(Beginning of Entries supplied)
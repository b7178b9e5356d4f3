use std::cmp::Ordering;

use super::columns::{Column, Entity};
use super::error::FilterError;
use super::types::{ColumnType, ColumnValue, FilterOp, FilterWhereInfo};
use crate::params::{check_bool, check_integer};

pub struct FilterWhere {
    param_values: Vec<ColumnValue>,
    param_index: usize,
}

impl FilterWhere {
    pub fn new(starting_param_index: usize) -> Self {
        Self {
            param_values: vec![],
            param_index: starting_param_index,
        }
    }

    /// Parses `column:operator:value[,column:operator:value...]`.
    ///
    /// A comma-separated fragment without `:` belongs to the previous clause's
    /// value, so `type:in:1,2,name:like:Sales` yields two clauses.
    pub fn parse<E: Entity>(raw: &str, max_clauses: usize) -> Result<Vec<FilterWhereInfo>, FilterError> {
        let clauses = split_clauses(raw);
        if clauses.len() > max_clauses {
            return Err(FilterError::TooManyClauses {
                count: clauses.len(),
                max: max_clauses,
            });
        }
        clauses.iter().map(|c| Self::parse_clause::<E>(c)).collect()
    }

    fn parse_clause<E: Entity>(clause: &str) -> Result<FilterWhereInfo, FilterError> {
        let parts: Vec<&str> = clause.split(':').collect();
        let [column_name, op, value] = parts.as_slice() else {
            return Err(FilterError::MalformedFilter(clause.to_string()));
        };
        let operator =
            FilterOp::parse(op).ok_or_else(|| FilterError::UnsupportedOperator(op.to_string()))?;
        let column = E::column(column_name.trim()).ok_or_else(|| FilterError::ColumnNotFound {
            column: column_name.to_string(),
            clause: clause.to_string(),
            model: E::MODEL,
        })?;

        let data = match operator {
            FilterOp::In => value
                .split(',')
                .map(|v| parse_value(column, v, clause))
                .collect::<Result<Vec<_>, _>>()?,
            // Patterns always compare as text
            FilterOp::Like | FilterOp::ILike => vec![ColumnValue::Text(format!("%{}%", value))],
            _ => vec![parse_value(column, value, clause)?],
        };

        Ok(FilterWhereInfo {
            column: column.name,
            operator,
            data,
        })
    }

    pub fn generate<E: Entity>(
        conditions: &[FilterWhereInfo],
        starting_param_index: usize,
    ) -> (String, Vec<ColumnValue>) {
        let mut filter_where = Self::new(starting_param_index);
        let parts: Vec<String> = conditions
            .iter()
            .filter_map(|c| filter_where.build_sql_condition::<E>(c))
            .collect();
        let where_clause = if parts.is_empty() {
            "1=1".to_string()
        } else {
            parts.join(" AND ")
        };
        (where_clause, filter_where.param_values)
    }

    fn build_sql_condition<E: Entity>(&mut self, condition: &FilterWhereInfo) -> Option<String> {
        let column = E::column(condition.column)?;
        let quoted_column = format!("\"{}\"", column.sql);
        let sql = match condition.operator {
            FilterOp::In => {
                if condition.data.is_empty() {
                    return Some("1=0".to_string());
                }
                let params: Vec<String> = condition.data.iter().map(|v| self.param(v.clone())).collect();
                format!("{} IN ({})", quoted_column, params.join(", "))
            }
            FilterOp::Like | FilterOp::ILike => format!(
                "CAST({} AS TEXT) {} {}",
                quoted_column,
                condition.operator.to_sql(),
                self.param(condition.data.first()?.clone())
            ),
            op => format!(
                "{} {} {}",
                quoted_column,
                op.to_sql(),
                self.param(condition.data.first()?.clone())
            ),
        };
        Some(sql)
    }

    /// Evaluates one condition against a row with SQL semantics: a NULL cell never matches
    pub fn matches<E: Entity>(condition: &FilterWhereInfo, row: &E) -> bool {
        let Some(column) = E::column(condition.column) else {
            return false;
        };
        let cell = (column.get)(row);
        if cell == ColumnValue::Null {
            return false;
        }
        let compare = |value: &ColumnValue| cell.compare(value);
        match condition.operator {
            FilterOp::In => condition.data.iter().any(|v| compare(v) == Some(Ordering::Equal)),
            FilterOp::Like | FilterOp::ILike => {
                let Some(ColumnValue::Text(pattern)) = condition.data.first() else {
                    return false;
                };
                let text = as_text(&cell);
                if condition.operator == FilterOp::ILike {
                    like(&text.to_lowercase(), &pattern.to_lowercase())
                } else {
                    like(&text, pattern)
                }
            }
            op => {
                let Some(ordering) = condition.data.first().and_then(compare) else {
                    return false;
                };
                match op {
                    FilterOp::Eq => ordering == Ordering::Equal,
                    FilterOp::Ne => ordering != Ordering::Equal,
                    FilterOp::Gt => ordering == Ordering::Greater,
                    FilterOp::Lt => ordering == Ordering::Less,
                    FilterOp::Gte => ordering != Ordering::Less,
                    FilterOp::Lte => ordering != Ordering::Greater,
                    _ => false,
                }
            }
        }
    }

    fn param(&mut self, value: ColumnValue) -> String {
        self.param_values.push(value);
        self.param_index += 1;
        format!("${}", self.param_index)
    }
}

fn split_clauses(raw: &str) -> Vec<String> {
    let mut clauses: Vec<String> = Vec::new();
    for fragment in raw.split(',') {
        if fragment.trim().is_empty() {
            continue;
        }
        match clauses.last_mut() {
            Some(previous) if !fragment.contains(':') => {
                previous.push(',');
                previous.push_str(fragment);
            }
            _ => clauses.push(fragment.trim_start().to_string()),
        }
    }
    clauses
}

fn parse_value<R>(column: &Column<R>, raw: &str, clause: &str) -> Result<ColumnValue, FilterError> {
    let invalid = || FilterError::InvalidValue {
        value: raw.to_string(),
        clause: clause.to_string(),
        expected: column.kind,
    };
    match column.kind {
        ColumnType::Integer => check_integer(raw).map(ColumnValue::Int).map_err(|_| invalid()),
        ColumnType::Boolean => check_bool(raw).map(ColumnValue::Bool).map_err(|_| invalid()),
        ColumnType::Text => Ok(ColumnValue::Text(raw.to_string())),
    }
}

fn as_text(value: &ColumnValue) -> String {
    match value {
        ColumnValue::Null => String::new(),
        ColumnValue::Int(i) => i.to_string(),
        ColumnValue::Bool(b) => b.to_string(),
        ColumnValue::Text(s) => s.clone(),
    }
}

/// SQL `LIKE`: `%` matches any run of characters, `_` exactly one
pub fn like(text: &str, pattern: &str) -> bool {
    let text: Vec<char> = text.chars().collect();
    let pattern: Vec<char> = pattern.chars().collect();
    let (mut t, mut p) = (0, 0);
    let mut backtrack: Option<(usize, usize)> = None;

    while t < text.len() {
        // `%` is always a wildcard, even where the text holds a literal `%`
        if p < pattern.len() && pattern[p] == '%' {
            backtrack = Some((p, t));
            p += 1;
        } else if p < pattern.len() && (pattern[p] == '_' || pattern[p] == text[t]) {
            t += 1;
            p += 1;
        } else if let Some((star, matched)) = backtrack {
            p = star + 1;
            t = matched + 1;
            backtrack = Some((star, matched + 1));
        } else {
            return false;
        }
    }
    pattern[p..].iter().all(|c| *c == '%')
}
(End of Entries supplied)
### Your task:
For this exercise, please copy exactly the lines of the material above from its first line through the line where "yields two clauses." appears.

### Result for this exercise:
repository b7178b9e5356d4f3
use std::cmp::Ordering;

use super::columns::{Column, Entity};
use super::error::FilterError;
use super::types::{ColumnType, ColumnValue, FilterOp, FilterWhereInfo};
use crate::params::{check_bool, check_integer};

pub struct FilterWhere {
    param_values: Vec<ColumnValue>,
    param_index: usize,
}

impl FilterWhere {
    pub fn new(starting_param_index: usize) -> Self {
        Self {
            param_values: vec![],
            param_index: starting_param_index,
        }
    }

    /// Parses `column:operator:value[,column:operator:value...]`.
    ///
    /// A comma-separated fragment without `:` belongs to the previous clause's
    /// value, so `type:in:1,2,name:like:Sales` yields two clauses.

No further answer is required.